Dataset entries:
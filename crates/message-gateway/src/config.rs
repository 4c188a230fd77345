//! Configuration for the message gateway.

use crate::address::{AddressNormalizer, DEFAULT_COUNTRY_CODE, DEFAULT_SUFFIX};
use crate::dispatch::DeliveryPolicy;
use anyhow::{Context, Result};
use serde::Deserialize;
use std::time::Duration;

/// Deployment mode that hides fault traces from clients.
pub const PRODUCTION: &str = "production";

/// Gateway configuration.
///
/// `PORT` and `NODE_ENV` are read as flat variables; everything else is nested
/// with a `__` separator (e.g. `DELIVERY__SEND_TIMEOUT=10s`).
#[derive(Debug, Clone, Deserialize)]
pub struct Config {
    /// Listen port
    #[serde(default = "default_port")]
    pub port: u16,

    /// Deployment mode
    #[serde(default = "default_node_env")]
    pub node_env: String,

    /// Server configuration
    #[serde(default)]
    pub server: ServerConfig,

    /// WhatsApp bridge configuration
    #[serde(default)]
    pub whatsapp: WhatsAppConfig,

    /// Delivery policy configuration
    #[serde(default)]
    pub delivery: DeliveryConfig,

    /// Address normalization configuration
    #[serde(default)]
    pub address: AddressConfig,

    /// Logging configuration
    #[serde(default)]
    pub log: LogConfig,
}

#[derive(Debug, Clone, Deserialize)]
pub struct ServerConfig {
    /// Server listen address
    #[serde(default = "default_listen_addr")]
    pub listen_addr: String,
}

#[derive(Debug, Clone, Deserialize)]
pub struct WhatsAppConfig {
    /// Bridge sidecar base URL
    #[serde(default = "default_bridge_url")]
    pub bridge_url: String,

    /// Timeout for lifecycle and send requests to the bridge
    #[serde(default = "default_request_timeout", with = "humantime_serde")]
    pub request_timeout: Duration,

    /// Long-poll timeout for session events
    #[serde(default = "default_poll_timeout", with = "humantime_serde")]
    pub poll_timeout: Duration,
}

#[derive(Debug, Clone, Deserialize)]
pub struct DeliveryConfig {
    /// Upper bound on a single send
    #[serde(default = "default_send_timeout", with = "humantime_serde")]
    pub send_timeout: Duration,

    /// Refuse sends while the session is not ready
    #[serde(default)]
    pub require_ready: bool,
}

#[derive(Debug, Clone, Deserialize)]
pub struct AddressConfig {
    /// Country calling code substituted for the trunk prefix
    #[serde(default = "default_country_code")]
    pub country_code: String,

    /// Network address suffix
    #[serde(default = "default_suffix")]
    pub suffix: String,
}

#[derive(Debug, Clone, Deserialize)]
pub struct LogConfig {
    /// Log level
    #[serde(default = "default_log_level")]
    pub level: String,
}

// Default implementations
impl Default for ServerConfig {
    fn default() -> Self {
        Self {
            listen_addr: default_listen_addr(),
        }
    }
}

impl Default for WhatsAppConfig {
    fn default() -> Self {
        Self {
            bridge_url: default_bridge_url(),
            request_timeout: default_request_timeout(),
            poll_timeout: default_poll_timeout(),
        }
    }
}

impl Default for DeliveryConfig {
    fn default() -> Self {
        Self {
            send_timeout: default_send_timeout(),
            require_ready: false,
        }
    }
}

impl Default for AddressConfig {
    fn default() -> Self {
        Self {
            country_code: default_country_code(),
            suffix: default_suffix(),
        }
    }
}

impl Default for LogConfig {
    fn default() -> Self {
        Self {
            level: default_log_level(),
        }
    }
}

// Default value functions
fn default_port() -> u16 {
    8087
}

fn default_node_env() -> String {
    PRODUCTION.into()
}

fn default_listen_addr() -> String {
    "0.0.0.0".into()
}

fn default_bridge_url() -> String {
    "http://127.0.0.1:3001".into()
}

fn default_request_timeout() -> Duration {
    Duration::from_secs(30)
}

fn default_poll_timeout() -> Duration {
    Duration::from_secs(60)
}

fn default_send_timeout() -> Duration {
    Duration::from_secs(30)
}

fn default_country_code() -> String {
    DEFAULT_COUNTRY_CODE.into()
}

fn default_suffix() -> String {
    DEFAULT_SUFFIX.into()
}

fn default_log_level() -> String {
    "info".into()
}

impl Config {
    /// Load configuration from environment variables.
    pub fn load() -> Result<Self> {
        // Load .env file if present
        dotenvy::dotenv().ok();

        let config = config::Config::builder()
            .add_source(
                config::Environment::default()
                    .separator("__")
                    .try_parsing(false),
            )
            .build()
            .context("Failed to build configuration")?;

        let config: Self = config
            .try_deserialize()
            .context("Failed to deserialize configuration")?;

        config.normalizer()?;
        Ok(config)
    }

    /// Build the address normalizer from the `address` section.
    pub fn normalizer(&self) -> Result<AddressNormalizer> {
        AddressNormalizer::new(&self.address.country_code, &self.address.suffix)
            .context("Invalid address configuration")
    }

    /// Delivery policy from the `delivery` section.
    pub fn delivery_policy(&self) -> DeliveryPolicy {
        DeliveryPolicy {
            send_timeout: self.delivery.send_timeout,
            require_ready: self.delivery.require_ready,
        }
    }
}
//! Common test utilities for integration tests.

use async_trait::async_trait;
use axum::Router;
use message_gateway::{
    api::{create_router, AppState},
    AddressNormalizer, DeliveryPolicy, Dispatcher, FaultReporter, SessionSnapshot, SessionState,
};
use std::sync::{Arc, Mutex};
use std::time::Duration;
use tokio::sync::watch;
use whatsapp_client::{MessagingSession, SessionError};

/// How the fake session answers sends.
#[derive(Clone, Default)]
pub enum Outcome {
    #[default]
    Deliver,
    Reject(String),
    Hang,
    Panic,
}

/// Session that records every send.
#[derive(Default)]
pub struct FakeSession {
    pub sent: Mutex<Vec<(String, String)>>,
    pub outcome: Outcome,
}

impl FakeSession {
    pub fn with_outcome(outcome: Outcome) -> Arc<Self> {
        Arc::new(Self {
            outcome,
            ..Default::default()
        })
    }

    pub fn sent(&self) -> Vec<(String, String)> {
        self.sent.lock().unwrap().clone()
    }
}

#[async_trait]
impl MessagingSession for FakeSession {
    async fn initialize(&self) -> Result<(), SessionError> {
        Ok(())
    }

    async fn destroy(&self) -> Result<(), SessionError> {
        Ok(())
    }

    async fn send_text(&self, address: &str, text: &str) -> Result<(), SessionError> {
        self.sent
            .lock()
            .unwrap()
            .push((address.to_string(), text.to_string()));

        match &self.outcome {
            Outcome::Deliver => Ok(()),
            Outcome::Reject(msg) => Err(SessionError::Rejected(msg.clone())),
            Outcome::Hang => {
                tokio::time::sleep(Duration::from_secs(3600)).await;
                Ok(())
            }
            Outcome::Panic => panic!("bridge exploded"),
        }
    }
}

/// Options for building a test app.
pub struct TestApp {
    pub session: Arc<FakeSession>,
    pub state: SessionState,
    pub policy: DeliveryPolicy,
    pub node_env: &'static str,
}

impl TestApp {
    pub fn new(session: Arc<FakeSession>) -> Self {
        Self {
            session,
            state: SessionState::Ready,
            policy: DeliveryPolicy::default(),
            node_env: "production",
        }
    }

    /// Build the router. The returned sender keeps the session state alive.
    pub fn router(self) -> (Router, watch::Sender<SessionSnapshot>) {
        let (tx, rx) = watch::channel(SessionSnapshot::new(self.state));
        let dispatcher = Dispatcher::new(
            self.session,
            AddressNormalizer::default(),
            rx.clone(),
            self.policy,
        );
        let state = AppState::new(
            dispatcher,
            rx,
            FaultReporter::for_environment(self.node_env),
        );
        (create_router(state), tx)
    }
}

- Required work
From the data above, show each line that contains "section".

- Response for this exercise
    /// Build the address normalizer from the `address` section.
    /// Delivery policy from the `delivery` section.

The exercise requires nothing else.